Wer sich richtig ärgern will, darf im Übrigen diesen Ärger nicht lediglich als einen rein intellektuellen Vorgang ablaufen lassen. Er muss seinen ganzen Körper aktivieren. Für was haben wir ja schließlich unsere Sinnesorgane? Wer sich also richtig ärgern will, muss all seine Sinnesorgane aktivieren. Wie viel Ärgerliches kann man tagaus, tagein sehen! Da gibt es das schöne Sprichwort: »Freu dich nicht darüber, dass der Dornenstrauch Rosen trägt, sondern ärgere dich, dass der Rosenstrauch Dornen hat.« Dornen kann man bekanntlich nicht nur sehen, man kann sie auch spüren. Brocken Sie sich einmal eine Rose ab, und schon wird Ihnen das schöne Ärger-Sprichwort sensitiv erfahrbar werden: »Keine Rosen ohne Dornen.« Wer seine Ohren aufsperrt, kann alle daumenlang etwas Ärgerliches hören: Geräusche, Lärm, dumme Sprüche, ärgerliche Nachrichten im Rundfunk und so weiter. Wozu haben wir schließlich unsere Nase und unseren Geschmackssinn? Wie viel gibts, wo er einem stinkt, wo man einen oder etwas nicht riechen kann.

Verlassen Sie sich aber nicht nur darauf, dass unsere Umwelt voller Ärger steckt.

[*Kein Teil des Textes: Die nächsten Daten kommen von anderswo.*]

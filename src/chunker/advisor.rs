//! Advisory boundary detection.
//!
//! An external service may suggest chunk split offsets. It is optional and
//! unreliable by contract: every failure mode here (timeout, HTTP error,
//! malformed body) surfaces as an [`AdvisorError`] and the chunker falls back
//! to fixed-size chunking.
use std::time::Duration;

use async_trait::async_trait;
use serde::{Deserialize, Serialize};
use thiserror::Error;
use tracing::debug;

use crate::scanner::FileType;

/// At most this many characters of the file are sent for analysis.
const PREVIEW_LEN: usize = 8000;

/// Upper bound on accepted offsets; more than this is a degenerate response.
const MAX_OFFSETS: usize = 10_000;

#[derive(Error, Debug)]
pub enum AdvisorError {
    #[error("advisory service unavailable: {0}")]
    Unavailable(String),

    #[error("advisory request timed out after {0:?}")]
    Timeout(Duration),

    #[error("malformed advisory response: {0}")]
    Malformed(String),
}

/// External split-point suggestion service. Advisory only, never authoritative.
#[async_trait]
pub trait BoundaryAdvisor: Send + Sync {
    /// Suggest split offsets (char positions) for the given text preview.
    async fn advise(
        &self,
        preview: &str,
        file_type: FileType,
        file_name: &str,
    ) -> Result<Vec<usize>, AdvisorError>;
}

/// Advisor that always reports unavailable, forcing fixed-size chunking.
/// Used for dry runs and when the advisor is disabled in config.
pub struct NoopAdvisor;

#[async_trait]
impl BoundaryAdvisor for NoopAdvisor {
    async fn advise(
        &self,
        _preview: &str,
        _file_type: FileType,
        _file_name: &str,
    ) -> Result<Vec<usize>, AdvisorError> {
        Err(AdvisorError::Unavailable("advisor disabled".to_string()))
    }
}

#[derive(Serialize, Debug)]
struct AdviseRequest<'a> {
    text: &'a str,
    file_type: &'static str,
    file_name: &'a str,
    guidance: &'static str,
}

#[derive(Deserialize, Debug)]
struct AdviseResponse {
    offsets: Vec<usize>,
}

/// HTTP-backed boundary advisor with a hard request timeout.
pub struct HttpBoundaryAdvisor {
    client: reqwest::Client,
    url: String,
    timeout: Duration,
}

impl HttpBoundaryAdvisor {
    pub fn new(url: impl Into<String>, timeout: Duration) -> Self {
        Self {
            client: reqwest::Client::new(),
            url: url.into(),
            timeout,
        }
    }
}

/// Type-specific guidance forwarded to the service.
fn guidance_for(file_type: FileType) -> &'static str {
    match file_type {
        FileType::Code | FileType::Script | FileType::Web => {
            "split at function and class boundaries"
        }
        FileType::Markup => "split at headings and section breaks",
        FileType::Data | FileType::Config => "split at record and section boundaries",
        FileType::Text => "split at paragraph boundaries",
    }
}

#[async_trait]
impl BoundaryAdvisor for HttpBoundaryAdvisor {
    async fn advise(
        &self,
        preview: &str,
        file_type: FileType,
        file_name: &str,
    ) -> Result<Vec<usize>, AdvisorError> {
        let preview: String = preview.chars().take(PREVIEW_LEN).collect();
        let request = AdviseRequest {
            text: &preview,
            file_type: file_type.as_str(),
            file_name,
            guidance: guidance_for(file_type),
        };

        let send = self.client.post(&self.url).json(&request).send();
        let response = tokio::time::timeout(self.timeout, send)
            .await
            .map_err(|_| AdvisorError::Timeout(self.timeout))?
            .map_err(|e| AdvisorError::Unavailable(e.to_string()))?;

        if !response.status().is_success() {
            return Err(AdvisorError::Unavailable(format!(
                "advisory service returned {}",
                response.status()
            )));
        }

        let body: AdviseResponse = response
            .json()
            .await
            .map_err(|e| AdvisorError::Malformed(e.to_string()))?;

        if body.offsets.len() > MAX_OFFSETS {
            return Err(AdvisorError::Malformed(format!(
                "{} offsets exceeds sanity limit",
                body.offsets.len()
            )));
        }

        debug!(
            "Advisor suggested {} boundaries for {file_name}",
            body.offsets.len()
        );
        Ok(body.offsets)
    }
}

#[cfg(test)]
mod tests {
    use super::*;

    #[tokio::test]
    async fn test_noop_advisor_is_unavailable() {
        let advisor = NoopAdvisor;
        let result = advisor.advise("text", FileType::Text, "a.txt").await;
        assert!(matches!(result, Err(AdvisorError::Unavailable(_))));
    }

    #[tokio::test]
    async fn test_http_advisor_unreachable() {
        // Nothing listens here; must error, not hang or panic.
        let advisor =
            HttpBoundaryAdvisor::new("http://127.0.0.1:1/advise", Duration::from_millis(200));
        let result = advisor.advise("text", FileType::Code, "a.js").await;
        assert!(result.is_err());
    }

    #[test]
    fn test_guidance_by_type() {
        assert!(guidance_for(FileType::Code).contains("function"));
        assert!(guidance_for(FileType::Markup).contains("headings"));
        assert!(guidance_for(FileType::Data).contains("record"));
    }
}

Den Ärger findet man nicht nur in den Dingen selbst, sondern man kann bei einer bestimmten Sichtweise auch alles als ärgerlich empfinden. Ich verweise wieder auf das Sprichwort mit dem Dornen- beziehungsweise Rosenstrauch. Mit der entsprechenden Einstellung kann jeder neue Morgen Anlass zum Ärgern sein. Es empfiehlt sich, mit dem linken Fuß und mit dem Gedanken aus dem Bett zu steigen, dass jeder neue Tag 24 Stunden, das sind 1440 Minuten oder 86400 Sekunden, bereithält, in denen etwas Ärgerliches passieren kann. Nehmen Sie Forsters Gesetz zum Leitspruch Ihres Lebens: »Die Nörgler sind die einzigen, die im Leben immer das finden, wonach sie gesucht haben.«

Je mehr Sie versuchen, diesen Spruch während des Tages in die Tat umzusetzen, desto mehr können Sie abends auf einen erfüllten, einen mit Ärger erfüllten Tag zurückblicken und erfreut einschlafen.

Erfreut einschlafen? Moment Mal, das wäre ja eigentlich genau das Gegenteil von dem, was wir eigentlich erreichen wollten. Sollte man sich eventuell sogar über den Ärger am Ende noch freuen können, und die Freude am Ende sogar noch die Oberhand gewinnen? Das wäre aber auch zu ärgerlich.